■ Exercise brief: Copy each line from the data that has the word "expected" in it.

■ Record excerpts:
//! Protobuf payloads carried inside wire frames.
//!
//! Every scalar is `optional` so that a field added by a newer peer can be
//! told apart from an explicit value, and so that older decoders skip fields
//! they do not know.

/// Liveness probe. Carries no payload.
#[derive(Clone, PartialEq, ::prost::Message)]
pub struct PingRequest {}

/// Reply to [`PingRequest`].
#[derive(Clone, PartialEq, ::prost::Message)]
pub struct PingResponse {}

/// Diagnostic request echoed back verbatim.
#[derive(Clone, PartialEq, ::prost::Message)]
pub struct EchoRequest {
    #[prost(string, optional, tag = "1")]
    pub message: ::core::option::Option<::prost::alloc::string::String>,
}

/// Reply to [`EchoRequest`] carrying the identical message.
#[derive(Clone, PartialEq, ::prost::Message)]
pub struct EchoResponse {
    #[prost(string, optional, tag = "1")]
    pub message: ::core::option::Option<::prost::alloc::string::String>,
}

/// Host path mapped into a container.
#[derive(Clone, PartialEq, ::prost::Message)]
pub struct BindMount {
    #[prost(string, optional, tag = "1")]
    pub src_path: ::core::option::Option<::prost::alloc::string::String>,
    #[prost(string, optional, tag = "2")]
    pub dst_path: ::core::option::Option<::prost::alloc::string::String>,
    #[prost(enumeration = "bind_mount::Mode", optional, tag = "3")]
    pub mode: ::core::option::Option<i32>,
}

/// Nested types for [`BindMount`].
pub mod bind_mount {
    /// Access mode of a bind mount.
    #[derive(Clone, Copy, Debug, PartialEq, Eq, Hash, PartialOrd, Ord, ::prost::Enumeration)]
    #[repr(i32)]
    pub enum Mode {
        /// Read-only.
        Ro = 0,
        /// Read-write.
        Rw = 1,
    }
}

/// Creates a container from the supplied description.
#[derive(Clone, PartialEq, ::prost::Message)]
pub struct CreateRequest {
    #[prost(message, repeated, tag = "1")]
    pub bind_mounts: ::prost::alloc::vec::Vec<BindMount>,
    /// Seconds a container may stay unreferenced before it is reaped.
    #[prost(uint32, optional, tag = "2")]
    pub grace_time: ::core::option::Option<u32>,
    #[prost(string, optional, tag = "3")]
    pub handle: ::core::option::Option<::prost::alloc::string::String>,
    #[prost(string, optional, tag = "4")]
    pub network: ::core::option::Option<::prost::alloc::string::String>,
    #[prost(string, optional, tag = "5")]
    pub rootfs: ::core::option::Option<::prost::alloc::string::String>,
}

/// Reply to [`CreateRequest`] naming the container handle.
#[derive(Clone, PartialEq, ::prost::Message)]
pub struct CreateResponse {
    #[prost(string, optional, tag = "1")]
    pub handle: ::core::option::Option<::prost::alloc::string::String>,
}

/// Removes a container.
#[derive(Clone, PartialEq, ::prost::Message)]
pub struct DestroyRequest {
    #[prost(string, optional, tag = "1")]
    pub handle: ::core::option::Option<::prost::alloc::string::String>,
}

/// Reply to [`DestroyRequest`].
#[derive(Clone, PartialEq, ::prost::Message)]
pub struct DestroyResponse {}

/// Describes a single container.
#[derive(Clone, PartialEq, ::prost::Message)]
pub struct InfoRequest {
    #[prost(string, optional, tag = "1")]
    pub handle: ::core::option::Option<::prost::alloc::string::String>,
}

/// Reply to [`InfoRequest`].
#[derive(Clone, PartialEq, ::prost::Message)]
pub struct InfoResponse {
    #[prost(string, optional, tag = "1")]
    pub state: ::core::option::Option<::prost::alloc::string::String>,
    #[prost(uint32, optional, tag = "2")]
    pub grace_time: ::core::option::Option<u32>,
    #[prost(string, optional, tag = "3")]
    pub network: ::core::option::Option<::prost::alloc::string::String>,
    #[prost(string, optional, tag = "4")]
    pub rootfs: ::core::option::Option<::prost::alloc::string::String>,
    #[prost(message, repeated, tag = "5")]
    pub bind_mounts: ::prost::alloc::vec::Vec<BindMount>,
}

/// Enumerates live container handles.
#[derive(Clone, PartialEq, ::prost::Message)]
pub struct ListRequest {}

/// Reply to [`ListRequest`].
#[derive(Clone, PartialEq, ::prost::Message)]
pub struct ListResponse {
    #[prost(string, repeated, tag = "1")]
    pub handles: ::prost::alloc::vec::Vec<::prost::alloc::string::String>,
}

/// Failure reported in place of any response.
#[derive(Clone, PartialEq, ::prost::Message)]
pub struct ErrorResponse {
    #[prost(string, optional, tag = "2")]
    pub message: ::core::option::Option<::prost::alloc::string::String>,
}

impl ErrorResponse {
    /// Builds an error envelope carrying `message`.
    #[must_use]
    pub fn new(message: impl Into<String>) -> Self {
        Self {
            message: Some(message.into()),
        }
    }
}
//! Test helpers for the transport module.

use std::os::unix::net::UnixStream;
use std::sync::{
    Arc,
    atomic::{AtomicUsize, Ordering},
};
use std::time::{Duration, Instant};

use super::ConnectionHandler;

pub(crate) struct CountingHandler {
    count: Arc<AtomicUsize>,
}

impl CountingHandler {
    pub(crate) fn new() -> (Arc<AtomicUsize>, Arc<Self>) {
        let count = Arc::new(AtomicUsize::new(0));
        let handler = Arc::new(Self {
            count: Arc::clone(&count),
        });
        (count, handler)
    }
}

impl ConnectionHandler for CountingHandler {
    fn handle(&self, _stream: UnixStream) {
        self.count.fetch_add(1, Ordering::SeqCst);
    }
}

pub(crate) fn wait_for_count(count: &AtomicUsize, expected: usize) -> bool {
    let deadline = Instant::now() + Duration::from_secs(2);
    while Instant::now() < deadline {
        if count.load(Ordering::SeqCst) >= expected {
            return true;
        }
        std::thread::sleep(Duration::from_millis(10));
    }
    false
}
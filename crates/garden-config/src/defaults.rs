use camino::Utf8PathBuf;
use std::env;

#[cfg(unix)]
use libc::geteuid;

#[cfg(unix)]
use dirs::runtime_dir;

/// Largest frame the daemon accepts unless configured otherwise.
pub use garden_protocol::DEFAULT_MAX_FRAME_BYTES;

/// Default log filter expression used by the daemon.
pub const DEFAULT_LOG_FILTER: &str = "info";

/// File name of the daemon socket inside its runtime directory.
pub const SOCKET_FILE_NAME: &str = "gardend.sock";

/// Default log filter expression used by the daemon.
#[must_use]
pub fn default_log_filter() -> &'static str {
    DEFAULT_LOG_FILTER
}

/// Owned log filter value used where allocation is required (e.g. serde).
#[must_use]
pub fn default_log_filter_string() -> String {
    DEFAULT_LOG_FILTER.to_owned()
}

/// Default logging format for the daemon.
#[must_use]
pub fn default_log_format() -> crate::logging::LogFormat {
    crate::logging::LogFormat::Json
}

/// Computes the default socket path for the daemon.
///
/// Prefers `$XDG_RUNTIME_DIR/garden`. When no runtime directory is available
/// the temporary directory is used instead, namespaced by effective user ID so
/// that users on a shared host do not collide.
#[must_use]
pub fn default_socket_path() -> Utf8PathBuf {
    let (mut base, apply_namespace) = match runtime_base_directory() {
        Some(dir) => (dir, false),
        None => (fallback_base_directory(), true),
    };

    base.push("garden");
    if apply_namespace {
        base.push(user_namespace());
    }

    base.join(SOCKET_FILE_NAME)
}

#[cfg(unix)]
fn runtime_base_directory() -> Option<Utf8PathBuf> {
    runtime_dir().and_then(|path| Utf8PathBuf::from_path_buf(path).ok())
}

#[cfg(not(unix))]
fn runtime_base_directory() -> Option<Utf8PathBuf> {
    None
}

fn fallback_base_directory() -> Utf8PathBuf {
    let candidate = env::temp_dir();
    Utf8PathBuf::from_path_buf(candidate).unwrap_or_else(|_| Utf8PathBuf::from("/tmp"))
}

#[cfg(unix)]
fn user_namespace() -> String {
    let uid = unsafe { geteuid() };
    format!("uid-{uid}")
}

#[cfg(not(unix))]
fn user_namespace() -> String {
    String::from("shared")
}

#[cfg(test)]
mod tests {
    use super::*;

    #[test]
    fn default_socket_lives_in_garden_directory() {
        let path = default_socket_path();
        assert_eq!(path.file_name(), Some(SOCKET_FILE_NAME));
        let parent_names: Vec<&str> = path
            .ancestors()
            .filter_map(camino::Utf8Path::file_name)
            .collect();
        assert!(
            parent_names.contains(&"garden"),
            "expected a garden directory in {path}"
        );
    }

    #[test]
    fn frame_limit_matches_the_protocol_codec() {
        assert_eq!(
            DEFAULT_MAX_FRAME_BYTES,
            garden_protocol::FrameCodec::default().max_frame_bytes()
        );
    }
}
use serde::{Deserialize, Serialize};
use strum::{Display, EnumString};

/// Supported logging output formats.
#[derive(
    Debug, Clone, Copy, Default, Deserialize, Serialize, PartialEq, Eq, EnumString, Display,
)]
#[serde(rename_all = "snake_case")]
#[strum(serialize_all = "snake_case", ascii_case_insensitive)]
pub enum LogFormat {
    /// Structured JSON suitable for ingestion by logging stacks.
    #[default]
    Json,
    /// Human-readable single line output.
    Compact,
}

/// Errors encountered while parsing a [`LogFormat`] from text.
pub type LogFormatParseError = strum::ParseError;
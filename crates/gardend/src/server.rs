//! Start/stop lifecycle around the socket listener.

use std::sync::Arc;

use camino::{Utf8Path, Utf8PathBuf};
use thiserror::Error;
use tracing::warn;

use garden_protocol::DEFAULT_MAX_FRAME_BYTES;

use crate::backend::Backend;
use crate::dispatch::{DispatchConnectionHandler, Dispatcher};
use crate::transport::{ListenerError, ListenerHandle, SocketListener};

const SERVER_TARGET: &str = concat!(env!("CARGO_PKG_NAME"), "::server");

/// Errors surfaced by [`Server::start`] and [`Server::stop`].
#[derive(Debug, Error)]
pub enum ServerError {
    /// `start` was called on a running server.
    #[error("server is already started")]
    AlreadyStarted,
    /// Binding or running the listener failed.
    #[error(transparent)]
    Listener(#[from] ListenerError),
}

/// Daemon front end serving one socket path with one backend.
///
/// The server owns no container state: every request is forwarded to the
/// injected [`Backend`].
pub struct Server {
    socket_path: Utf8PathBuf,
    backend: Arc<dyn Backend>,
    max_frame_bytes: u32,
    listener: Option<ListenerHandle>,
}

impl Server {
    /// Builds an unstarted server.
    #[must_use]
    pub fn new(socket_path: impl Into<Utf8PathBuf>, backend: Arc<dyn Backend>) -> Self {
        Self {
            socket_path: socket_path.into(),
            backend,
            max_frame_bytes: DEFAULT_MAX_FRAME_BYTES,
            listener: None,
        }
    }

    /// Overrides the largest request frame connections accept.
    #[must_use]
    pub fn with_max_frame_bytes(mut self, max_frame_bytes: u32) -> Self {
        self.max_frame_bytes = max_frame_bytes;
        self
    }

    /// Socket path the server binds.
    #[must_use]
    pub fn socket_path(&self) -> &Utf8Path {
        &self.socket_path
    }

    /// Returns `true` between a successful [`Self::start`] and [`Self::stop`].
    #[must_use]
    pub fn is_running(&self) -> bool {
        self.listener.is_some()
    }

    /// Binds the socket and starts accepting connections.
    ///
    /// Binding happens on the calling thread, so a bad path is reported here
    /// and nothing is left running.
    ///
    /// # Errors
    ///
    /// Returns [`ServerError::AlreadyStarted`] when called twice, or
    /// [`ServerError::Listener`] when the socket cannot be bound.
    pub fn start(&mut self) -> Result<(), ServerError> {
        if self.listener.is_some() {
            return Err(ServerError::AlreadyStarted);
        }
        let listener = SocketListener::bind(&self.socket_path)?;
        let dispatcher = Dispatcher::new(Arc::clone(&self.backend));
        let handler = Arc::new(DispatchConnectionHandler::new(
            dispatcher,
            self.max_frame_bytes,
        ));
        self.listener = Some(listener.start(handler)?);
        Ok(())
    }

    /// Stops accepting, removes the socket file and waits for connection
    /// threads to finish their current request.
    ///
    /// Stopping a server that is not running does nothing.
    ///
    /// # Errors
    ///
    /// Returns [`ServerError::Listener`] when the listener thread panicked.
    pub fn stop(&mut self) -> Result<(), ServerError> {
        let Some(listener) = self.listener.take() else {
            return Ok(());
        };
        listener.shutdown();
        listener.join()?;
        Ok(())
    }
}

impl Drop for Server {
    fn drop(&mut self) {
        if let Err(error) = self.stop() {
            warn!(target: SERVER_TARGET, %error, "server stopped uncleanly");
        }
    }
}
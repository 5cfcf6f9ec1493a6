//! Shared doubles and harnesses for the daemon test suites.

mod backend;
mod config_loader;
mod reporter;
mod server_world;

pub use backend::FakeBackend;
pub use config_loader::{FailingConfigLoader, TestConfigLoader};
pub use reporter::{HealthEvent, RecordingHealthReporter};
pub use server_world::ServerWorld;
//! Entry point for the `gardend` binary.

use std::error::Error;
use std::io::{self, Write};
use std::process::ExitCode;

use tracing::error;

fn main() -> ExitCode {
    match gardend::run_daemon() {
        Ok(()) => ExitCode::SUCCESS,
        Err(launch_error) => {
            report(&launch_error);
            ExitCode::FAILURE
        }
    }
}

fn report(launch_error: &gardend::LaunchError) {
    let chain = error_chain(launch_error);
    if gardend::telemetry_installed() {
        error!(
            target: concat!(env!("CARGO_PKG_NAME"), "::process"),
            error = %launch_error,
            causes = ?chain,
            "daemon exited with an error"
        );
        return;
    }

    // Telemetry never came up.
    let mut stderr = io::stderr().lock();
    let _ = writeln!(stderr, "gardend: {launch_error}");
    for cause in &chain {
        let _ = writeln!(stderr, "  caused by: {cause}");
    }
}

fn error_chain(launch_error: &gardend::LaunchError) -> Vec<String> {
    let mut causes = Vec::new();
    let mut source = launch_error.source();
    while let Some(cause) = source {
        causes.push(cause.to_string());
        source = cause.source();
    }
    causes
}
//! Process-local container registry.

use std::collections::HashMap;
use std::sync::{Mutex, MutexGuard};
use std::time::{SystemTime, UNIX_EPOCH};

use tracing::debug;

use super::{Backend, BackendError, Container, ContainerSpec, ContainerState, Handle};

const BACKEND_TARGET: &str = concat!(env!("CARGO_PKG_NAME"), "::backend");

/// Backend that records containers in memory without isolating anything.
///
/// Every call locks the registry for its whole duration, so concurrent
/// creates never lose entries and generated handles never collide with live
/// ones.
#[derive(Debug, Default)]
pub struct InMemoryBackend {
    registry: Mutex<Registry>,
}

#[derive(Debug, Default)]
struct Registry {
    containers: HashMap<Handle, Container>,
    next_id: u64,
}

impl Registry {
    fn generate_handle(&mut self) -> Handle {
        let stamp = SystemTime::now()
            .duration_since(UNIX_EPOCH)
            .map(|elapsed| elapsed.as_micros())
            .unwrap_or_default();
        loop {
            self.next_id = self.next_id.wrapping_add(1);
            let candidate = Handle::new(format!("{stamp:x}-{:x}", self.next_id));
            if !self.containers.contains_key(&candidate) {
                return candidate;
            }
        }
    }
}

impl InMemoryBackend {
    /// Builds an empty registry.
    #[must_use]
    pub fn new() -> Self {
        Self::default()
    }

    /// Copy of the container registered under `handle`, if any.
    #[must_use]
    pub fn container(&self, handle: &Handle) -> Option<Container> {
        self.registry().containers.get(handle).cloned()
    }

    /// Number of live containers.
    #[must_use]
    pub fn len(&self) -> usize {
        self.registry().containers.len()
    }

    /// Returns `true` when no container is registered.
    #[must_use]
    pub fn is_empty(&self) -> bool {
        self.registry().containers.is_empty()
    }

    fn registry(&self) -> MutexGuard<'_, Registry> {
        // A panic while holding the lock cannot leave a half-inserted entry.
        self.registry
            .lock()
            .unwrap_or_else(std::sync::PoisonError::into_inner)
    }
}

impl Backend for InMemoryBackend {
    fn ping(&self) -> Result<(), BackendError> {
        Ok(())
    }

    fn echo(&self, message: &str) -> String {
        message.to_owned()
    }

    fn create(&self, mut spec: ContainerSpec) -> Result<Handle, BackendError> {
        let mut registry = self.registry();
        let handle = if spec.handle.is_empty() {
            registry.generate_handle()
        } else if registry.containers.contains_key(&spec.handle) {
            return Err(BackendError::already_exists(&spec.handle));
        } else {
            spec.handle.clone()
        };
        spec.handle = handle.clone();

        let container = Container {
            handle: handle.clone(),
            spec,
            state: ContainerState::Active,
        };
        registry.containers.insert(handle.clone(), container);
        debug!(target: BACKEND_TARGET, %handle, "container registered");
        Ok(handle)
    }

    fn destroy(&self, handle: &Handle) -> Result<(), BackendError> {
        match self.registry().containers.remove(handle) {
            Some(_) => {
                debug!(target: BACKEND_TARGET, %handle, "container removed");
                Ok(())
            }
            None => Err(BackendError::not_found(handle)),
        }
    }

    fn lookup(&self, handle: &Handle) -> Result<Container, BackendError> {
        self.container(handle)
            .ok_or_else(|| BackendError::not_found(handle))
    }

    fn handles(&self) -> Result<Vec<Handle>, BackendError> {
        let mut handles: Vec<Handle> = self.registry().containers.keys().cloned().collect();
        handles.sort();
        Ok(handles)
    }
}
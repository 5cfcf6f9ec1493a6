//! Control-plane daemon for the Garden container runtime.
//!
//! The daemon listens on a Unix domain socket and speaks the framed protobuf
//! protocol defined in [`garden_protocol`]. Each accepted connection is served
//! on its own thread: frames are decoded into requests, routed by the
//! [`Dispatcher`] to a pluggable [`Backend`], and answered with exactly one
//! response or error envelope. Namespace, cgroup and filesystem work belongs
//! to the backend; the daemon itself only validates and routes.
//!
//! [`run_daemon`] wires the production pieces together: configuration from
//! [`garden_config`], structured telemetry, an [`InMemoryBackend`], and a
//! [`Server`] that runs until a termination signal arrives.

pub mod backend;
mod bootstrap;
mod dispatch;
mod health;
mod process;
mod server;
mod telemetry;
mod transport;

pub use backend::{
    Backend, BackendError, BindMount, BindMountMode, Container, ContainerSpec, ContainerState,
    Handle, InMemoryBackend,
};
pub use bootstrap::{BootstrapError, ConfigLoader, Daemon, SystemConfigLoader, bootstrap_with};
pub use dispatch::{DispatchError, Dispatcher};
pub use health::{HealthReporter, StructuredHealthReporter};
pub use process::{LaunchError, ShutdownError, ShutdownSignal, SystemShutdownSignal, run_daemon};
pub use server::{Server, ServerError};
pub use telemetry::{TelemetryError, is_installed as telemetry_installed};
pub use transport::ListenerError;

#[cfg(test)]
mod tests;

■ Completed task:
pub(crate) fn wait_for_count(count: &AtomicUsize, expected: usize) -> bool {
        if count.load(Ordering::SeqCst) >= expected {
            "expected a garden directory in {path}"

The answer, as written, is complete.